> Assignment: In how many lines of the entries below does "against" appear? Give only the number.

> Records for the exercise:
__________________________________________________

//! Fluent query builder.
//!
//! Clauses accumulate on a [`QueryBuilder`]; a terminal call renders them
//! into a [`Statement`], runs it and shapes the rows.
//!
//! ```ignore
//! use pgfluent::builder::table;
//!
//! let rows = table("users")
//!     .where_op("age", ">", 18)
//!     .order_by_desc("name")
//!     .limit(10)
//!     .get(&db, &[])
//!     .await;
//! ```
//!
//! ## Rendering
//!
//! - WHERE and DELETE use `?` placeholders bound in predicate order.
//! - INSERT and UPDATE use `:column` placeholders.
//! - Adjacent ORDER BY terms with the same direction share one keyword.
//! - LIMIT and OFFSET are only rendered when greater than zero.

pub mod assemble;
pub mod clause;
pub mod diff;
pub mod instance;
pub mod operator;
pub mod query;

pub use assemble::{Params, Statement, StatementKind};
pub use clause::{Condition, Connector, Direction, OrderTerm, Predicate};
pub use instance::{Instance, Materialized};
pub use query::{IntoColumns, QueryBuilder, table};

__________________________________________________

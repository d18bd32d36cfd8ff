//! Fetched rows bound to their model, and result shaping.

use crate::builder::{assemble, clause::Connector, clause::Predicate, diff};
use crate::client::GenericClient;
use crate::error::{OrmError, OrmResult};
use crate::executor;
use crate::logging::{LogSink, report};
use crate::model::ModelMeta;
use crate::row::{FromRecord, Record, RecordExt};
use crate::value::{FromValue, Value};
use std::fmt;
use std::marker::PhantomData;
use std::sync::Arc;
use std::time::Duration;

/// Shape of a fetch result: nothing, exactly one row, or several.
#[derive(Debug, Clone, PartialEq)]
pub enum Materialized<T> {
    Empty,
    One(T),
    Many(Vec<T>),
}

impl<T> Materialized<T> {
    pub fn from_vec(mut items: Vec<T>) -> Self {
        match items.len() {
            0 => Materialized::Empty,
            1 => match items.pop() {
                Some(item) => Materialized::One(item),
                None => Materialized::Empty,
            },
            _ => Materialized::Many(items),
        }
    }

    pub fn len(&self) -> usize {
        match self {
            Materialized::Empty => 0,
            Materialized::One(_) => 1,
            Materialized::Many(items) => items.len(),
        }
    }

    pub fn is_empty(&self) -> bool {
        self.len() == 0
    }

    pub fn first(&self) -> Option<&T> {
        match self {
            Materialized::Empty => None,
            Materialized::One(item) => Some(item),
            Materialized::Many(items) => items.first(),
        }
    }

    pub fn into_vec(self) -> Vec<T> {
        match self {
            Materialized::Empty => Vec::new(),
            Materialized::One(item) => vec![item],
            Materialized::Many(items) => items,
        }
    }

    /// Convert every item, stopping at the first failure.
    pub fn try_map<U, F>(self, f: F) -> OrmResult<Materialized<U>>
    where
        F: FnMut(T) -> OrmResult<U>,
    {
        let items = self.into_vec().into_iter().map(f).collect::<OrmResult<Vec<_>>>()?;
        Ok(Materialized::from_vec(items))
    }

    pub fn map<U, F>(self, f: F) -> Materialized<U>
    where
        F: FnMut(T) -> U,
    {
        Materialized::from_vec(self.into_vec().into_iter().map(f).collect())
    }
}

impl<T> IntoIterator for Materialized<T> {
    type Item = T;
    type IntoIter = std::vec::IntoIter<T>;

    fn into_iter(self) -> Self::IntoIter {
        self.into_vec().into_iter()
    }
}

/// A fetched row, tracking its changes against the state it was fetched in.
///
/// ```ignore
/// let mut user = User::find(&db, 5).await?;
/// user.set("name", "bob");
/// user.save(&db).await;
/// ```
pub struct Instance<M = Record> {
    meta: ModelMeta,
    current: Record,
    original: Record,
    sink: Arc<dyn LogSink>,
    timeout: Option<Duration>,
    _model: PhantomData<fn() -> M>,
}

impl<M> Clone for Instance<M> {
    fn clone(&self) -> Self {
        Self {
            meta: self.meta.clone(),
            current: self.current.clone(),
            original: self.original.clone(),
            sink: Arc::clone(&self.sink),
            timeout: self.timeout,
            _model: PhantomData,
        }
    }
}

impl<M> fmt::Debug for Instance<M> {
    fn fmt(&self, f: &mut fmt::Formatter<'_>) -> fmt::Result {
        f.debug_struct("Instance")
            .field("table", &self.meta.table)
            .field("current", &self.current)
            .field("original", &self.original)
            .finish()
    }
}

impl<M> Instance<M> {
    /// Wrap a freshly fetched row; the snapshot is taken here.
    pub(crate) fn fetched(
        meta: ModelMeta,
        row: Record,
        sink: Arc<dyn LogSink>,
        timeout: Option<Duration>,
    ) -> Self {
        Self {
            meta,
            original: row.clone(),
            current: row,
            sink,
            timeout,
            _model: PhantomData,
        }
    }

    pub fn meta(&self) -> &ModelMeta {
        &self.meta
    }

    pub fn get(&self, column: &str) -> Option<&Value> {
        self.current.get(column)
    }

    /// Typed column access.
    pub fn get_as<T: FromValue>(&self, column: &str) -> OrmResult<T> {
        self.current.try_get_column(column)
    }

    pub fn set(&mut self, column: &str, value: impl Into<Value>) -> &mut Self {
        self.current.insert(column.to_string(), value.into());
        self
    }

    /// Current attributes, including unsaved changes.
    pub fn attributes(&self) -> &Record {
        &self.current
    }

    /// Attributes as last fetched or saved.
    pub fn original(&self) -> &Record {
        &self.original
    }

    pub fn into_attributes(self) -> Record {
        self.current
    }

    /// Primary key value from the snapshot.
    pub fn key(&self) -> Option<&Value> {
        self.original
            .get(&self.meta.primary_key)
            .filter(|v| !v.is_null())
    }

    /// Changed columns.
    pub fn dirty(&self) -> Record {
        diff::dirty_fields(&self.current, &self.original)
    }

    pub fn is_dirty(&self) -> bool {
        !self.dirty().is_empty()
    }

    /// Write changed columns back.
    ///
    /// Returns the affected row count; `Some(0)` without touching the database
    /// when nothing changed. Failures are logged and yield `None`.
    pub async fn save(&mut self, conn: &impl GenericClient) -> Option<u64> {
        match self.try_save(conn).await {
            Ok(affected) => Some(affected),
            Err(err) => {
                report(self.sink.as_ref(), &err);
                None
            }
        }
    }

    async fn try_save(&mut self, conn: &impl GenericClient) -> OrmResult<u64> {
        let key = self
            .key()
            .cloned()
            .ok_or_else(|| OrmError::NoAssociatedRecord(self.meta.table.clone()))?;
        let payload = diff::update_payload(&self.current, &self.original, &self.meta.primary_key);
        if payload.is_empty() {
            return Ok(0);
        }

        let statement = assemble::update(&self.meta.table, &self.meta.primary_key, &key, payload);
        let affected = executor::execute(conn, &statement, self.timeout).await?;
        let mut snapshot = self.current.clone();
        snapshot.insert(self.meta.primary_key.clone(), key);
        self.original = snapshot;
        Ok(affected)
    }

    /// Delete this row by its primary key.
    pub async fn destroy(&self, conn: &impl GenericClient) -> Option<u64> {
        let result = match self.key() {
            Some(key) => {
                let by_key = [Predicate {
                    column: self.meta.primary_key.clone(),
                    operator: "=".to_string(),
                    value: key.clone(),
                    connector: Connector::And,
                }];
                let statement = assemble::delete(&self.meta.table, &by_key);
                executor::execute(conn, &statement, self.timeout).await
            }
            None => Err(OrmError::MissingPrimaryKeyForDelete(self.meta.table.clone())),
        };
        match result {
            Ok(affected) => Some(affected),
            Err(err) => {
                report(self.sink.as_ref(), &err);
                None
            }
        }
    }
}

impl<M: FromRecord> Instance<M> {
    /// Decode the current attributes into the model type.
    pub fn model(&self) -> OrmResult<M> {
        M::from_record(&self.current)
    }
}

__________________________________________________

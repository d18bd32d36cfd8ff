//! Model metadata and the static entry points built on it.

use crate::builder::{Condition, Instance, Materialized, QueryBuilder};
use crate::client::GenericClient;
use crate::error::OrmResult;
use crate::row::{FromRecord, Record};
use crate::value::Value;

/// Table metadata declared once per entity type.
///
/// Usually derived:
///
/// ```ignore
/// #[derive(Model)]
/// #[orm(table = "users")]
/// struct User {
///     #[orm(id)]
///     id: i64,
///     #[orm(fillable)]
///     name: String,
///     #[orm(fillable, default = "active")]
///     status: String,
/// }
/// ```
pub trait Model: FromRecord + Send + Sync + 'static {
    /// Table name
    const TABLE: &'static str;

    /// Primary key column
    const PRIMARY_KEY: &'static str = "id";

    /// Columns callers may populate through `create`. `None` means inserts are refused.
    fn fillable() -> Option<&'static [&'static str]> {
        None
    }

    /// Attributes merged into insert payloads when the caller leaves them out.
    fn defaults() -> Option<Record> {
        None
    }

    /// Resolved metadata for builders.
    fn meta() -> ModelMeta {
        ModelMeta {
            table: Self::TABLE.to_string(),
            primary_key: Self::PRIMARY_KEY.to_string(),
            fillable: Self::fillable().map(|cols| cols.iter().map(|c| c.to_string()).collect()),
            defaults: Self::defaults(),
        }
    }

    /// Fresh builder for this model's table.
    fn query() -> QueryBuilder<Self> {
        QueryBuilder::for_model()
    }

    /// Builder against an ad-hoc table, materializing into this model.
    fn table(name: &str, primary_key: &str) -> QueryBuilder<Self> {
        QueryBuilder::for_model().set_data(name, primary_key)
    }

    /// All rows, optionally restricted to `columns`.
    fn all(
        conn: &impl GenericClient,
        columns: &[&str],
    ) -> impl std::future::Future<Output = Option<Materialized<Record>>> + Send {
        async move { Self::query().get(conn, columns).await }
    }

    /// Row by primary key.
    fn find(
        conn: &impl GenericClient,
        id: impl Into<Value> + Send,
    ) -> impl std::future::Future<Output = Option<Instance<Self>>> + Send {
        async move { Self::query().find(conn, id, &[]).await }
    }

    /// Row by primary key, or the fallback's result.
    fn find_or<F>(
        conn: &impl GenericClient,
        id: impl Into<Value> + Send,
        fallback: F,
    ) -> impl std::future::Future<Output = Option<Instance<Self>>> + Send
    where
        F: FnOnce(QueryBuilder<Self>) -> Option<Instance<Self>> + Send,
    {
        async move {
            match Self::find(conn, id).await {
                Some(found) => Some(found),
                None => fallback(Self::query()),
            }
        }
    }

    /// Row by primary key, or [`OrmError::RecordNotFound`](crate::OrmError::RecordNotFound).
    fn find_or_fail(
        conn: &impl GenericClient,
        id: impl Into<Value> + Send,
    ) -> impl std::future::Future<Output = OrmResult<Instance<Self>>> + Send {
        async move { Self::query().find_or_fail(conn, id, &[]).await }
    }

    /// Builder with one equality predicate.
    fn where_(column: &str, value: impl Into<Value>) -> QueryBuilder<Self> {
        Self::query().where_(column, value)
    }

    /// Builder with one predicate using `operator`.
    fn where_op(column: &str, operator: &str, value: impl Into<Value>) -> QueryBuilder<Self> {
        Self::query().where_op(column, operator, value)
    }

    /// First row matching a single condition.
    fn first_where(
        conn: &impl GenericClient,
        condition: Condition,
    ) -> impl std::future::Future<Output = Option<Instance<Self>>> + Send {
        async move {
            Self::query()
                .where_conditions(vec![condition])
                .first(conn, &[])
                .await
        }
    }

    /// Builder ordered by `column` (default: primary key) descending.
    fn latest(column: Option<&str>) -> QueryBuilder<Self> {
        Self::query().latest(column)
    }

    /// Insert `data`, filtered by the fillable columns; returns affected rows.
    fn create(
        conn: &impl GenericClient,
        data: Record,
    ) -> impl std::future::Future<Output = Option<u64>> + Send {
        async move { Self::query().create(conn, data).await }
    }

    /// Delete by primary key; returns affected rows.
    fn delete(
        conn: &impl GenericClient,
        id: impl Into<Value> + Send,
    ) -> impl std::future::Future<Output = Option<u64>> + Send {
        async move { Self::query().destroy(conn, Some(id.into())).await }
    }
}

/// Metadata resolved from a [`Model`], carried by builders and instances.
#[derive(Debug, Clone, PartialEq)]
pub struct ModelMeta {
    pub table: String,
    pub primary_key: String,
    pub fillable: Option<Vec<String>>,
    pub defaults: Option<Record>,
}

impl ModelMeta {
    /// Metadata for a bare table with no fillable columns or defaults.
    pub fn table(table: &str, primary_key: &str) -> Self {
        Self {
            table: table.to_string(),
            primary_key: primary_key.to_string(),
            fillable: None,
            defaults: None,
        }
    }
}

__________________________________________________

> Exercise result: 2